### Collected data
▼▼▼
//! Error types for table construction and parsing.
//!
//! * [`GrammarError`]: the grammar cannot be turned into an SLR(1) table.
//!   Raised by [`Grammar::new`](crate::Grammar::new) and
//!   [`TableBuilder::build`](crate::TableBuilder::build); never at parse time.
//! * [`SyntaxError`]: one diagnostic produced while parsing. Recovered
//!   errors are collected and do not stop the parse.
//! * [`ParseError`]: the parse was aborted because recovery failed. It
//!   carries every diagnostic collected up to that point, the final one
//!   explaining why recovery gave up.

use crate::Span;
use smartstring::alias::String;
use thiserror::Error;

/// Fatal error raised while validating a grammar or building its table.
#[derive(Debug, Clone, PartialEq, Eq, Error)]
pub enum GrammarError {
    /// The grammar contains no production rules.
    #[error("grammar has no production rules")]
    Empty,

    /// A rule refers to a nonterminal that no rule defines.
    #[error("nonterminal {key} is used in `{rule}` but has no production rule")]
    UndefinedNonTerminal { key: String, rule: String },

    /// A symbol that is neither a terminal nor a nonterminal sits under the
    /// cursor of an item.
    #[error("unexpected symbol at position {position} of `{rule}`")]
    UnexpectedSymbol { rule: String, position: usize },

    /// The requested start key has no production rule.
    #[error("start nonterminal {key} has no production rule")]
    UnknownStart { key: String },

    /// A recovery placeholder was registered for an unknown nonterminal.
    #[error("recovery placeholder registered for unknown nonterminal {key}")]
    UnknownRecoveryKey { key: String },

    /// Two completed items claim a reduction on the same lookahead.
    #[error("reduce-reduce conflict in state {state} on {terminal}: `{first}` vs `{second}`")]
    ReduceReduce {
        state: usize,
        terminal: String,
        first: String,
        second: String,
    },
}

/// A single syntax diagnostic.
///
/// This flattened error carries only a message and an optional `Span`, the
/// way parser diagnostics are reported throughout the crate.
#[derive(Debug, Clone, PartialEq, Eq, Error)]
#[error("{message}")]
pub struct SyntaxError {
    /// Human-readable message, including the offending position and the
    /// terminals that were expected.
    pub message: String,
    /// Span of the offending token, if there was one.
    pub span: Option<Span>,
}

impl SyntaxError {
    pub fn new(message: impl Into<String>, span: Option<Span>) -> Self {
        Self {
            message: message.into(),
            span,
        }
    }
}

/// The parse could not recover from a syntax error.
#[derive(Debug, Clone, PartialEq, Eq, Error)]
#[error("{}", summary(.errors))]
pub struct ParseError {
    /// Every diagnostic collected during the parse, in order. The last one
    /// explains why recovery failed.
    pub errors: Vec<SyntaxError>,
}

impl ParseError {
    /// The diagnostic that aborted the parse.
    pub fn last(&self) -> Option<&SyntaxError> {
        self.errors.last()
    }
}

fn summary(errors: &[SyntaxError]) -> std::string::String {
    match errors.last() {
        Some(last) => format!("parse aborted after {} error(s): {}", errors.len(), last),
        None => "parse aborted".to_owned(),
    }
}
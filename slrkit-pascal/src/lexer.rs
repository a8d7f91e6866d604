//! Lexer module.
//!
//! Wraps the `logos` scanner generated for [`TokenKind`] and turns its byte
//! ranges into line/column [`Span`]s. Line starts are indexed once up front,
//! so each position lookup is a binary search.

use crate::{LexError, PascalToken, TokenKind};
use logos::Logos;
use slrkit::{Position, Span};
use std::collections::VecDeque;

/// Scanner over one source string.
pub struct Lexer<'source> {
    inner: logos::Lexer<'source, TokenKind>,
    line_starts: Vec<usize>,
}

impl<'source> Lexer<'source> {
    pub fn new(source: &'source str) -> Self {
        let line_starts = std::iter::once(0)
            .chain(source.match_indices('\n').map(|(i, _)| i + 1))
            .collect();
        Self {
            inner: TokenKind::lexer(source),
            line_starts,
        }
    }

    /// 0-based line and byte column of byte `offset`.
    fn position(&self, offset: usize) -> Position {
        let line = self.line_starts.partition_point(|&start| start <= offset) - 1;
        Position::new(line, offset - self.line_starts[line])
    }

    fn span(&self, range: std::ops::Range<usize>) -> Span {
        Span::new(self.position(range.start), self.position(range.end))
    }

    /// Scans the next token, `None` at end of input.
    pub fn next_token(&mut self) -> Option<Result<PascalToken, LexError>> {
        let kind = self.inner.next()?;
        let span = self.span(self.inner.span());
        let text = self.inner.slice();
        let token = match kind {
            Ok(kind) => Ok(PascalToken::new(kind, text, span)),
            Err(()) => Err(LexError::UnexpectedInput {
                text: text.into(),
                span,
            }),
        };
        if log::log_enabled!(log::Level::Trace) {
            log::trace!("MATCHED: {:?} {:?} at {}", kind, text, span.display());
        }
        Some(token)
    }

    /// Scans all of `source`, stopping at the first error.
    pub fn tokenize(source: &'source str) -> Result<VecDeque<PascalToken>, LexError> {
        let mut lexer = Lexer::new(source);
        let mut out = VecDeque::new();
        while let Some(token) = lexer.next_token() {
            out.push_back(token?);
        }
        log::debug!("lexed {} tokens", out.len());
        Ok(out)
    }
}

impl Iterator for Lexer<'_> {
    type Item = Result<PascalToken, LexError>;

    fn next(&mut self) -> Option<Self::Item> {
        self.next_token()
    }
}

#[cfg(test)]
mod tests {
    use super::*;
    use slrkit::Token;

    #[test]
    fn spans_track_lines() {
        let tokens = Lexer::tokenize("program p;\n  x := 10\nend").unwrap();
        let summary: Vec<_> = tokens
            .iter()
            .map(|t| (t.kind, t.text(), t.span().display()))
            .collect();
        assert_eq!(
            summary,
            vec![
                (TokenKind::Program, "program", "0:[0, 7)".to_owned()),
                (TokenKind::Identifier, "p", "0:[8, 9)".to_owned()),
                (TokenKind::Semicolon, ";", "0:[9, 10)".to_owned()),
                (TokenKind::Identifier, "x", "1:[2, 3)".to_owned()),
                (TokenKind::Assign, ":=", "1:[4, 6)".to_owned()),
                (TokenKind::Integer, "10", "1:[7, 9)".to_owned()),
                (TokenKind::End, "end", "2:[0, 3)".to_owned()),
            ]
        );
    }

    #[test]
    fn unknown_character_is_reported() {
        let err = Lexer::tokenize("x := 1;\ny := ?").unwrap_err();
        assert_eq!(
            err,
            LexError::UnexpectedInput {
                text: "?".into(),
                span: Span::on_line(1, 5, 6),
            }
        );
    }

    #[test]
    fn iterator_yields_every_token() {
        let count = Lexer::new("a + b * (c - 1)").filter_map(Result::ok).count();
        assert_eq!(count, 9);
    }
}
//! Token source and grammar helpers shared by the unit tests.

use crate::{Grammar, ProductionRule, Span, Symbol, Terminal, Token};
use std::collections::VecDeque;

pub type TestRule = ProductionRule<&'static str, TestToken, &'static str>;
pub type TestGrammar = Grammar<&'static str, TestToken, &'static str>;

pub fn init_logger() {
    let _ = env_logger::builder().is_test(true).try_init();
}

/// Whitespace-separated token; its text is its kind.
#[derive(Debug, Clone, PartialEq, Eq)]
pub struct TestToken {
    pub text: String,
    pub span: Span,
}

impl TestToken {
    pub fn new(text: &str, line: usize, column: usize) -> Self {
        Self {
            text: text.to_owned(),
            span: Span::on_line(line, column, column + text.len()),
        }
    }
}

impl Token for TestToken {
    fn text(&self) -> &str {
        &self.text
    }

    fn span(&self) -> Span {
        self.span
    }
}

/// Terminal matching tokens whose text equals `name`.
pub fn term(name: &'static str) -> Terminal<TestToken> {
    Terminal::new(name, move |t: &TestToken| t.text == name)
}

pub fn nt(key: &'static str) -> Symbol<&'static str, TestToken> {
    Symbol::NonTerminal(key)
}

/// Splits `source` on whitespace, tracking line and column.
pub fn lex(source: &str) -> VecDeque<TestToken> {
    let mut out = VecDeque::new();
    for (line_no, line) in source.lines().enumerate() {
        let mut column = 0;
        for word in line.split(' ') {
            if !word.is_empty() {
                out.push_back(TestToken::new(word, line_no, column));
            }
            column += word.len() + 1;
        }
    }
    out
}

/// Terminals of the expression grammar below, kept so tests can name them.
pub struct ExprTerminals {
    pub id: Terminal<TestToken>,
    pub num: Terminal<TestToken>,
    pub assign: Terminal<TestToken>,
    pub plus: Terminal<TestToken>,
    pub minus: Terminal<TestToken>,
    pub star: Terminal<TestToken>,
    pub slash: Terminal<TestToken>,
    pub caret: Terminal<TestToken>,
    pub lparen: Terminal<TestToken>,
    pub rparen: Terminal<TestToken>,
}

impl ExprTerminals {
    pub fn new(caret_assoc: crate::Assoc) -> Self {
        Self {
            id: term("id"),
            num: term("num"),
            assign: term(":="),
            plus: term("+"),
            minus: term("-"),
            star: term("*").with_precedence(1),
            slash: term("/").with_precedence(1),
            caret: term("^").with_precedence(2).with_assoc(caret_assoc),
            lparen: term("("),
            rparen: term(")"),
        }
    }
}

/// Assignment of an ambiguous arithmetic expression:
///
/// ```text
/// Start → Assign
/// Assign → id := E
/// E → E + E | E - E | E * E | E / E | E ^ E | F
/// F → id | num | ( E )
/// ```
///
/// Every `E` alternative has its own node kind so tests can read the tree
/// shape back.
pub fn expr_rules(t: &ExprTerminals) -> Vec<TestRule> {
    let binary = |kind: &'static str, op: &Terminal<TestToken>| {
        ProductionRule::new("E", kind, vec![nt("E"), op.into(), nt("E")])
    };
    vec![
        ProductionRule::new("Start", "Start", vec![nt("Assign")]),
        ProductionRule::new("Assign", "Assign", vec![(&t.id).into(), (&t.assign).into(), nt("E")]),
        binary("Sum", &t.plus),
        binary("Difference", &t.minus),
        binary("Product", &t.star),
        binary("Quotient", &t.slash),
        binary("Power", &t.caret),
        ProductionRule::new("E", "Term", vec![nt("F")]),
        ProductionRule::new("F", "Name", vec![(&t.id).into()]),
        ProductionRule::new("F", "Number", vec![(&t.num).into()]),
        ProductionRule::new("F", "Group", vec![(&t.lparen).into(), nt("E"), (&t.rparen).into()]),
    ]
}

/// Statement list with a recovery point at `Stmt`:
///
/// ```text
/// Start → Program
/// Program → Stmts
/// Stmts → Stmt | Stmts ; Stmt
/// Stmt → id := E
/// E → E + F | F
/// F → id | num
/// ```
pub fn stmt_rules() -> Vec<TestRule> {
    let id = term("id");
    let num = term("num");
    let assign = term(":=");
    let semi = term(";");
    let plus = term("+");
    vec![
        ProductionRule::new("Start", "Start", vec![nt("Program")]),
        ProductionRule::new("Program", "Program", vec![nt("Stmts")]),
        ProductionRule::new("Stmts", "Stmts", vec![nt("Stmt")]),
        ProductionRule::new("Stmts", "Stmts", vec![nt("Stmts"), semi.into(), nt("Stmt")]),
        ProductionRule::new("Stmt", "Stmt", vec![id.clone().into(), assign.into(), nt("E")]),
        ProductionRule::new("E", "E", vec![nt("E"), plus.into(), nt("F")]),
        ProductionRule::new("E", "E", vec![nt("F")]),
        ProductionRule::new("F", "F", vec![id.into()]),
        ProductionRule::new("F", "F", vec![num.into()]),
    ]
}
▲▲▲
### What is required
Begin with the line above that has "that were expected." and continue through the line that has "pub struct ParseError", setting each one down exactly. Stop there.

### Exercise solution
    /// terminals that were expected.
    pub message: String,
    /// Span of the offending token, if there was one.
    pub span: Option<Span>,
}

impl SyntaxError {
    pub fn new(message: impl Into<String>, span: Option<Span>) -> Self {
        Self {
            message: message.into(),
            span,
        }
    }
}

/// The parse could not recover from a syntax error.
#[derive(Debug, Clone, PartialEq, Eq, Error)]
#[error("{}", summary(.errors))]
pub struct ParseError {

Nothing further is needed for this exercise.